Michael Ignatieff writes: Four years ago, the fishing town of Namie, on the northeast coast of Japan, lived through an experience of malediction biblical in scope. Beginning at 2:46 PM on March 11, 2011, without warning, the town’s population of 23,000 was struck by a triple disaster in quick succession: an earthquake measuring nine on the Richter scale that severely damaged the upper town, a fifteen-meter tsunami that carried away the entire lower town, and finally, in the days that followed, a blanket of radioactivity, from explosions in the Fukushima Daiichi Nuclear Power Plant just six miles away, that settled over the town’s ruins.

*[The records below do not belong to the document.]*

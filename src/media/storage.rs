use std::path::{Path, PathBuf};

use anyhow::{Result, bail};
use tokio::fs;

/// Files under a media root, addressed by slash-separated keys.
#[derive(Clone, Debug)]
pub struct LocalFileStorage {
    base_dir: PathBuf,
    base_url: String,
}

impl LocalFileStorage {
    pub fn new(base_dir: PathBuf, base_url: impl Into<String>) -> Self {
        Self {
            base_dir,
            base_url: base_url.into(),
        }
    }

    pub fn base_dir(&self) -> &Path {
        &self.base_dir
    }

    pub async fn put(&self, key: &str, data: &[u8]) -> Result<()> {
        let path = self.resolve_path(key)?;
        if let Some(parent) = path.parent() {
            fs::create_dir_all(parent).await?;
        }
        fs::write(path, data).await?;
        Ok(())
    }

    pub async fn exists(&self, key: &str) -> Result<bool> {
        let path = self.resolve_path(key)?;
        match fs::metadata(path).await {
            Ok(_) => Ok(true),
            Err(err) if err.kind() == std::io::ErrorKind::NotFound => Ok(false),
            Err(err) => Err(err.into()),
        }
    }

    pub fn public_url(&self, key: &str) -> String {
        let base = self.base_url.trim_end_matches('/');
        let key = key.trim_start_matches('/');
        format!("{base}/{key}")
    }

    /// Maps `key` below the media root; keys may not climb out of it.
    pub fn resolve_path(&self, key: &str) -> Result<PathBuf> {
        let normalized = key.trim_start_matches('/');
        if normalized.is_empty() || normalized.split('/').any(|part| part == "..") {
            bail!("invalid media key: {key:?}");
        }
        Ok(self.base_dir.join(Path::new(normalized)))
    }
}

pub fn generated_key(job_id: &str) -> String {
    format!("generated/{job_id}.png")
}

#[cfg(test)]
mod tests {
    use super::*;

    #[tokio::test]
    async fn test_put_creates_nested_file() {
        let dir = tempfile::tempdir().unwrap();
        let storage = LocalFileStorage::new(dir.path().to_path_buf(), "http://localhost/media");
        let key = generated_key("abc");

        assert!(!storage.exists(&key).await.unwrap());
        storage.put(&key, b"png").await.unwrap();
        assert!(storage.exists(&key).await.unwrap());
        assert_eq!(std::fs::read(dir.path().join("generated/abc.png")).unwrap(), b"png");
    }

    #[test]
    fn test_public_url_joins_cleanly() {
        let storage = LocalFileStorage::new(PathBuf::from("/tmp/m"), "http://cdn/media/");
        assert_eq!(storage.public_url("/generated/a.png"), "http://cdn/media/generated/a.png");
    }

    #[test]
    fn test_rejects_parent_segments() {
        let storage = LocalFileStorage::new(PathBuf::from("/tmp/m"), "http://cdn/media");
        assert!(storage.resolve_path("../etc/passwd").is_err());
        assert!(storage.resolve_path("").is_err());
        assert!(storage.resolve_path("generated/x.png").is_ok());
    }
}
use std::ops::RangeInclusive;

use crate::error::{ValidationError, ValidationField};
use crate::job::GenerationParameters;

pub const STEPS_RANGE: RangeInclusive<u32> = 1..=100;
pub const GUIDANCE_RANGE: RangeInclusive<f32> = 0.5..=30.0;
pub const STRENGTH_RANGE: RangeInclusive<f32> = 0.1..=1.0;
pub const SEED_RANGE: RangeInclusive<i64> = 0..=2_147_483_647;
pub const DIMENSION_RANGE: RangeInclusive<u32> = 64..=2048;
pub const DIMENSION_MULTIPLE: u32 = 8;

pub fn validate_parameters(params: &GenerationParameters) -> Result<(), ValidationError> {
    if !STEPS_RANGE.contains(&params.steps) {
        return Err(ValidationError::new(
            ValidationField::Steps,
            format!(
                "Steps must be between {} and {}",
                STEPS_RANGE.start(),
                STEPS_RANGE.end()
            ),
        ));
    }

    // NaN fails `contains`, so it is rejected here too.
    if !GUIDANCE_RANGE.contains(&params.guidance) {
        return Err(ValidationError::new(
            ValidationField::Guidance,
            format!(
                "CFG Scale must be between {} and {}",
                GUIDANCE_RANGE.start(),
                GUIDANCE_RANGE.end()
            ),
        ));
    }

    if params.width % DIMENSION_MULTIPLE != 0 || params.height % DIMENSION_MULTIPLE != 0 {
        return Err(ValidationError::new(
            ValidationField::Dimensions,
            format!("Width and height must be divisible by {DIMENSION_MULTIPLE}"),
        ));
    }

    if !DIMENSION_RANGE.contains(&params.width) || !DIMENSION_RANGE.contains(&params.height) {
        let (min, max) = (DIMENSION_RANGE.start(), DIMENSION_RANGE.end());
        return Err(ValidationError::new(
            ValidationField::Dimensions,
            format!("Dimensions must be between {min}x{min} and {max}x{max}"),
        ));
    }

    if let Some(strength) = params.strength {
        if !STRENGTH_RANGE.contains(&strength) {
            return Err(ValidationError::new(
                ValidationField::Strength,
                format!(
                    "Strength must be between {} and {}",
                    STRENGTH_RANGE.start(),
                    STRENGTH_RANGE.end()
                ),
            ));
        }
    }

    if let Some(seed) = params.seed {
        if !SEED_RANGE.contains(&seed) {
            return Err(ValidationError::new(
                ValidationField::Seed,
                format!(
                    "Seed must be between {} and {}",
                    SEED_RANGE.start(),
                    SEED_RANGE.end()
                ),
            ));
        }
    }

    Ok(())
}
use serde::{Deserialize, Serialize};

use crate::api::schemas::ModelDescriptor;
use crate::job::GenerationParameters;

/// Diffusion checkpoints the studio knows about out of the box.
#[derive(Debug, Clone, Copy, PartialEq, Eq, Hash, Default)]
pub enum KnownModel {
    #[default]
    DreamShaperV8,
    AnythingV5,
    Sdxl,
}

impl KnownModel {
    /// Model ID for API communication
    pub fn id(&self) -> &'static str {
        match self {
            Self::DreamShaperV8 => "dreamshaper-v8",
            Self::AnythingV5 => "anything-v5",
            Self::Sdxl => "sdxl",
        }
    }

    pub fn name(&self) -> &'static str {
        match self {
            Self::DreamShaperV8 => "DreamShaper v8",
            Self::AnythingV5 => "Anything v5",
            Self::Sdxl => "Stable Diffusion XL",
        }
    }

    pub fn description(&self) -> &'static str {
        match self {
            Self::DreamShaperV8 => "Best for Ghibli-style landscapes and magical scenes",
            Self::AnythingV5 => "Excellent for anime portraits and character art",
            Self::Sdxl => "High-quality renders with exceptional detail",
        }
    }

    pub fn vram_requirement(&self) -> &'static str {
        match self {
            Self::DreamShaperV8 => "6GB",
            Self::AnythingV5 => "4GB",
            Self::Sdxl => "12GB",
        }
    }

    pub fn best_for(&self) -> &'static str {
        match self {
            Self::DreamShaperV8 => "Fantasy art, landscapes",
            Self::AnythingV5 => "Anime, portraits",
            Self::Sdxl => "High resolution, detail",
        }
    }

    pub fn hugging_face_id(&self) -> &'static str {
        match self {
            Self::DreamShaperV8 => "Lykon/dreamshaper-8",
            Self::AnythingV5 => "Lykon/anything-v5-pruned",
            Self::Sdxl => "stabilityai/stable-diffusion-xl-base-1.0",
        }
    }

    pub fn from_id(id: &str) -> Option<Self> {
        Self::all().into_iter().find(|model| model.id() == id)
    }

    pub fn all() -> [KnownModel; 3] {
        [Self::DreamShaperV8, Self::AnythingV5, Self::Sdxl]
    }

    pub fn descriptor(&self) -> ModelDescriptor {
        ModelDescriptor {
            id: self.id().to_string(),
            name: self.name().to_string(),
            description: Some(self.description().to_string()),
            vram_req: Some(self.vram_requirement().to_string()),
            best_for: Some(self.best_for().to_string()),
        }
    }
}

/// The set of model ids a request may target right now.
#[derive(Debug, Clone, PartialEq, Eq)]
pub struct ModelCatalog {
    ids: Vec<String>,
}

impl ModelCatalog {
    pub fn new<I, S>(ids: I) -> Self
    where
        I: IntoIterator<Item = S>,
        S: Into<String>,
    {
        Self {
            ids: ids.into_iter().map(Into::into).collect(),
        }
    }

    pub fn from_descriptors(descriptors: &[ModelDescriptor]) -> Self {
        Self::new(descriptors.iter().map(|descriptor| descriptor.id.clone()))
    }

    pub fn contains(&self, id: &str) -> bool {
        self.ids.iter().any(|known| known == id)
    }

    pub fn ids(&self) -> &[String] {
        &self.ids
    }
}

impl Default for ModelCatalog {
    fn default() -> Self {
        Self::new(KnownModel::all().iter().map(KnownModel::id))
    }
}

#[derive(Debug, Clone, Copy, PartialEq, Eq, Serialize, Deserialize)]
#[serde(rename_all = "lowercase")]
pub enum Preset {
    Speed,
    Balanced,
    Quality,
    Faithful,
    Stylized,
}

impl Preset {
    pub fn name(&self) -> &'static str {
        match self {
            Self::Speed => "Speed",
            Self::Balanced => "Balanced",
            Self::Quality => "Quality",
            Self::Faithful => "Faithful",
            Self::Stylized => "Stylized",
        }
    }

    pub fn description(&self) -> &'static str {
        match self {
            Self::Speed => "Fast generation, good quality",
            Self::Balanced => "Good balance of speed and quality",
            Self::Quality => "High quality, slower generation",
            Self::Faithful => "Closely follows prompt",
            Self::Stylized => "More creative interpretation",
        }
    }

    /// (steps, guidance, width, height)
    fn settings(&self) -> (u32, f32, u32, u32) {
        match self {
            Self::Speed => (12, 6.0, 512, 512),
            Self::Balanced => (20, 7.5, 512, 512),
            Self::Quality => (30, 8.0, 768, 768),
            Self::Faithful => (25, 12.0, 512, 512),
            Self::Stylized => (20, 4.0, 512, 512),
        }
    }

    /// Overwrites steps, guidance and size; leaves seed, strength and upscale alone.
    pub fn apply(&self, parameters: &mut GenerationParameters) {
        let (steps, guidance, width, height) = self.settings();
        parameters.steps = steps;
        parameters.guidance = guidance;
        parameters.width = width;
        parameters.height = height;
    }

    pub fn all() -> [Preset; 5] {
        [
            Self::Speed,
            Self::Balanced,
            Self::Quality,
            Self::Faithful,
            Self::Stylized,
        ]
    }
}

#[derive(Debug, Clone, Copy, PartialEq, Eq)]
pub struct AspectRatio {
    pub name: &'static str,
    pub width: u32,
    pub height: u32,
}

pub const ASPECT_RATIOS: [AspectRatio; 7] = [
    AspectRatio {
        name: "1:1 Square",
        width: 512,
        height: 512,
    },
    AspectRatio {
        name: "4:3 Landscape",
        width: 512,
        height: 384,
    },
    AspectRatio {
        name: "3:4 Portrait",
        width: 384,
        height: 512,
    },
    AspectRatio {
        name: "16:9 Widescreen",
        width: 512,
        height: 288,
    },
    AspectRatio {
        name: "9:16 Vertical",
        width: 288,
        height: 512,
    },
    AspectRatio {
        name: "2:3 Portrait",
        width: 512,
        height: 768,
    },
    AspectRatio {
        name: "3:2 Landscape",
        width: 768,
        height: 512,
    },
];

#[cfg(test)]
mod tests {
    use super::*;
    use crate::validation::validate_parameters;

    #[test]
    fn test_model_ids() {
        assert_eq!(KnownModel::DreamShaperV8.id(), "dreamshaper-v8");
        assert_eq!(KnownModel::from_id("sdxl"), Some(KnownModel::Sdxl));
        assert_eq!(KnownModel::from_id("midjourney"), None);
    }

    #[test]
    fn test_default_catalog_has_every_known_model() {
        let catalog = ModelCatalog::default();
        for model in KnownModel::all() {
            assert!(catalog.contains(model.id()));
        }
        assert!(!catalog.contains("stable-diffusion-v1"));
    }

    #[test]
    fn test_presets_produce_valid_parameters() {
        for preset in Preset::all() {
            let mut params = GenerationParameters::default();
            preset.apply(&mut params);
            assert!(validate_parameters(&params).is_ok(), "{}", preset.name());
        }
    }

    #[test]
    fn test_preset_keeps_seed() {
        let mut params = GenerationParameters {
            seed: Some(7),
            ..Default::default()
        };
        Preset::Quality.apply(&mut params);
        assert_eq!(params.seed, Some(7));
        assert_eq!((params.width, params.height), (768, 768));
    }

    #[test]
    fn test_aspect_ratios_are_multiples_of_eight() {
        for ratio in ASPECT_RATIOS {
            assert_eq!(ratio.width % 8, 0, "{}", ratio.name);
            assert_eq!(ratio.height % 8, 0, "{}", ratio.name);
        }
    }
}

Today grass grows on the sidewalks in Namie. There are no cars, no people, anywhere. Through shop windows you can still see goods that tumbled off the shelves and remain on the linoleum floors gathering dust. Everything is as it was left in the panicked evacuation. In one building, the earthquake has left behind a three-inch fissure in a wall, a vase lies in pieces on the floor of a sitting room, and the windows of a sunroom have collapsed in shards. Nearby a store sign—in English—“Suzuki watch, jewelry, optical”—lies collapsed on the sidewalk; the bus shelter where the municipal buses turned around is empty; a sign saying “Louer: Total Beauty Salon” still hangs over a shuttered shop; and at the town’s main intersection, the single traffic light is still blinking on and off.

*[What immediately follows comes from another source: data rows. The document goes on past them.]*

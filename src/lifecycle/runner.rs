use std::time::Duration;

use async_trait::async_trait;
use tokio_util::sync::CancellationToken;

use crate::job::{GenerationJob, GenerationRequest, JobUpdate};
use crate::lifecycle::store::{AdvanceOutcome, JobStore};

/// Strategy that drives a submitted job to a terminal state.
#[async_trait]
pub trait JobRunner: Send + Sync {
    async fn run(&self, job: GenerationJob, request: GenerationRequest, handle: JobHandle);
}

/// A runner's view of its job: updates go through the store's guards.
#[derive(Debug, Clone)]
pub struct JobHandle {
    job_id: String,
    store: JobStore,
    token: CancellationToken,
}

impl JobHandle {
    pub fn new(job_id: String, store: JobStore, token: CancellationToken) -> Self {
        Self {
            job_id,
            store,
            token,
        }
    }

    pub fn job_id(&self) -> &str {
        &self.job_id
    }

    pub fn is_cancelled(&self) -> bool {
        self.token.is_cancelled()
    }

    pub fn token(&self) -> &CancellationToken {
        &self.token
    }

    pub async fn advance(&self, update: JobUpdate) -> AdvanceOutcome {
        if self.is_cancelled() {
            return AdvanceOutcome::UnknownJob;
        }
        self.store.advance(&self.job_id, update).await
    }

    pub async fn fail(&self, message: impl Into<String>) -> AdvanceOutcome {
        self.advance(JobUpdate::failed(message)).await
    }

    /// Sleeps for `duration`; returns `false` if the job was cancelled meanwhile.
    pub async fn sleep(&self, duration: Duration) -> bool {
        tokio::select! {
            _ = self.token.cancelled() => false,
            _ = tokio::time::sleep(duration) => true,
        }
    }
}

Four years after the calamity, no one from Namie can return home. It remains in the “red zone,” a contaminated area fifty miles by ten where the winds and rains carried a plume of radioactivity in the days after the disaster. Today there are parts of town where radiation measures twenty-six times the Tokyo level. Caesium-137 is washed down by the rains and accumulates in the weeds that grow near the gutters. Yet Japan — along with much of the world — still considers nuclear power an essential part of the energy mix necessary to meet the challenge of climate change. [Continue reading…]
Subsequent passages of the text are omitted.